A rede de comunicação tem um poder imenso, tem unido as pessoas nos quatro cantos do mundo. Graças a essa viralização de informação, várias pessoas se mobilizam em diferentes partes do mundo e conseguem preservar espécies em extinção, pressionar os governos para adoção de políticas sustentáveis, salvar as mais variadas formas de vida. Outro dia, eu compartilhei no meu Facebook algo que aconteceu numa manhã de segunda, no elevador do meu prédio. Escolhi as palavras buscando causar empatia no leitor, de modo a tentar fazer com que cada pessoa que lesse se imaginasse naquela situação e, para minha agradável surpresa, minha pequena anedota teve mais de 7 mil compartilhamentos. Os memes mais compartilhados atualmente são os que refletem em maior ou menor medida a  S I N C E R I D A D E.

Está chegando ao fim a era dos exageros nos photoshops, da beleza inalcançável, das propagandas enganosas das Barbies que andavam de patins (fui iludida a infância inteira). Estamos buscando cada vez mais pela verdade, não por uma verdade dogmática e absoluta, mas por uma verdade que possa ser questionada, discutida, debatida. A sinceridade está dando as caras, e nós temos que abraçá-la.  Sinceridade na divulgação de informação, nas relações pessoais, nas relações de trabalho. As mentiras distorcem o fluxo de informação, e são propagadas aos quatro cantos como agrotóxicos lançados sem necessidade sobre uma plantação. Ninguém quer um líder político perfeito, impecável e que prometa mundos e fundos. Nas próximas eleições queremos líderes que se comportem como gente de verdade, que sejam suscetíveis aos erros.

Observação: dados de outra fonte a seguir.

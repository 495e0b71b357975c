//! Store settings.

use chrono::{DateTime, Utc};
use serde::Serialize;

use patra_core::UserId;

/// Keys the storefront and back-office read.
pub const KNOWN_SETTING_KEYS: &[&str] = &["store_name", "store_email", "store_phone"];

/// A row of `shop.site_setting`.
#[derive(Debug, Clone, Serialize, sqlx::FromRow)]
pub struct Setting {
    pub key: String,
    pub value: serde_json::Value,
    pub updated_by: Option<UserId>,
    pub updated_at: DateTime<Utc>,
}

Aprender envolve, sobretudo, permitir-se. Envolve um processo de confiança no compartilhamento de conhecimento. Aprender pressupõe humildade. Diferente daquele nosso sistema educacional que vigorou por tantos anos, hoje o conhecimento não é meramente transmitido de cima pra baixo. Os professores dialogam com os alunos. É uma via de mão dupla, onde todos saem ganhando. O aprendizado tem se tornado cada vez mais horizontal. Algo que os mais tradicionalistas veem como um caos, o fim da hierarquia e do autoritarismo. Não é mais o seu chefe que vai chegar e te dizer o que você deve fazer ou como você deve fazer. São seus colegas de trabalho que no dia a dia compartilham informações com você e você compartilha com eles.

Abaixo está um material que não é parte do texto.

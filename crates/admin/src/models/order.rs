//! Orders and refunds as the back-office sees them.

use chrono::{DateTime, Utc};
use rust_decimal::Decimal;
use serde::{Deserialize, Serialize};
use sqlx::types::Json;

use patra_core::{
    CouponId, OrderId, OrderItemId, OrderStatus, PaymentMethod, PaymentStatus, ProductId,
    RefundId, RefundStatus, ShippingAddress, UserId,
};

/// A row of `shop.orders`.
#[derive(Debug, Clone, Serialize, sqlx::FromRow)]
pub struct Order {
    pub id: OrderId,
    pub order_number: String,
    pub user_id: UserId,
    pub status: OrderStatus,
    pub payment_status: PaymentStatus,
    pub payment_method: PaymentMethod,
    pub shipping_address: Json<ShippingAddress>,
    pub subtotal_amount: Decimal,
    pub discount_amount: Decimal,
    pub shipping_amount: Decimal,
    pub tax_amount: Decimal,
    pub total_amount: Decimal,
    pub coupon_id: Option<CouponId>,
    pub notes: Option<String>,
    pub razorpay_order_id: Option<String>,
    pub razorpay_payment_id: Option<String>,
    pub created_at: DateTime<Utc>,
    pub updated_at: DateTime<Utc>,
}

/// Order list row with the customer's contact.
#[derive(Debug, Clone, Serialize, sqlx::FromRow)]
pub struct AdminOrder {
    pub id: OrderId,
    pub order_number: String,
    pub user_id: UserId,
    pub customer_email: String,
    pub customer_name: Option<String>,
    pub status: OrderStatus,
    pub payment_status: PaymentStatus,
    pub payment_method: PaymentMethod,
    pub total_amount: Decimal,
    pub item_count: i64,
    pub created_at: DateTime<Utc>,
}

/// Query parameters for the order list.
#[derive(Debug, Clone, Default, Deserialize)]
pub struct OrderListQuery {
    pub status: Option<OrderStatus>,
}

/// A row of `shop.order_item`.
#[derive(Debug, Clone, Serialize, sqlx::FromRow)]
pub struct OrderItem {
    pub id: OrderItemId,
    pub order_id: OrderId,
    pub product_id: Option<ProductId>,
    pub product_name: String,
    pub quantity: i32,
    pub price: Decimal,
    pub total_price: Decimal,
}

/// A row of `shop.refund`.
#[derive(Debug, Clone, Serialize, sqlx::FromRow)]
pub struct Refund {
    pub id: RefundId,
    pub order_id: OrderId,
    pub amount: Decimal,
    pub reason: Option<String>,
    pub status: RefundStatus,
    pub razorpay_refund_id: Option<String>,
    pub processed_by: Option<UserId>,
    pub created_at: DateTime<Utc>,
}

Aos poucos estamos fazendo nascer uma sociedade de pessoas cujo prazer não se resume a comprar e comprar e comprar. Estamos estimulando a troca mútua, o reaproveitamento. Queremos aprender a fazer as coisas. Queremos aprender a cozinhar, limpar a casa, tirar aquela mancha do nosso vestido preferido, trocar o pneu do carro, trocar a lâmpada, consertar o portão. Queremos produzir nosso próprio alimento ou pelo menos saber onde e como ele é produzido. O tal do DIY (do it yourself) ou no bom e velho português faça você mesmo, está ganhando cada vez mais adeptos nesse mundo globalizado. E com isso, estamos descobrindo talentos que seriam engavetados caso não fossem estimulados ou suprimidos por um plano de carreira mais que perfeito.  

E por fim, mas de forma alguma menos importante, está o amor. Não nos é permitido falar sobre amor no ambiente de trabalho, exceto se utilizado em campanhas de marketing. O amor está dissociado do nosso sistema produtivo, tão dissociado que não nos importamos em comprar algo que tenha sido produzido sob o regime de escravidão em algum lugar da Ásia, desde que seja mais barato. Em tempos de modernidade liquida, o amor escorre pelos nossos dedos. Mas é somente através do amor e da empatia, que seremos capazes de dar sustentabilidade às nossas ações.

A revolução não acontecerá do dia para noite e tampouco será atribuída a um grupo especifico de pessoas ou a partidos políticos ou a concepções religiosas. A revolução da sustentabilidade será orgânica, viva, multifacetada e transformadora. E ela começa a partir da influência de cada um sobre os demais.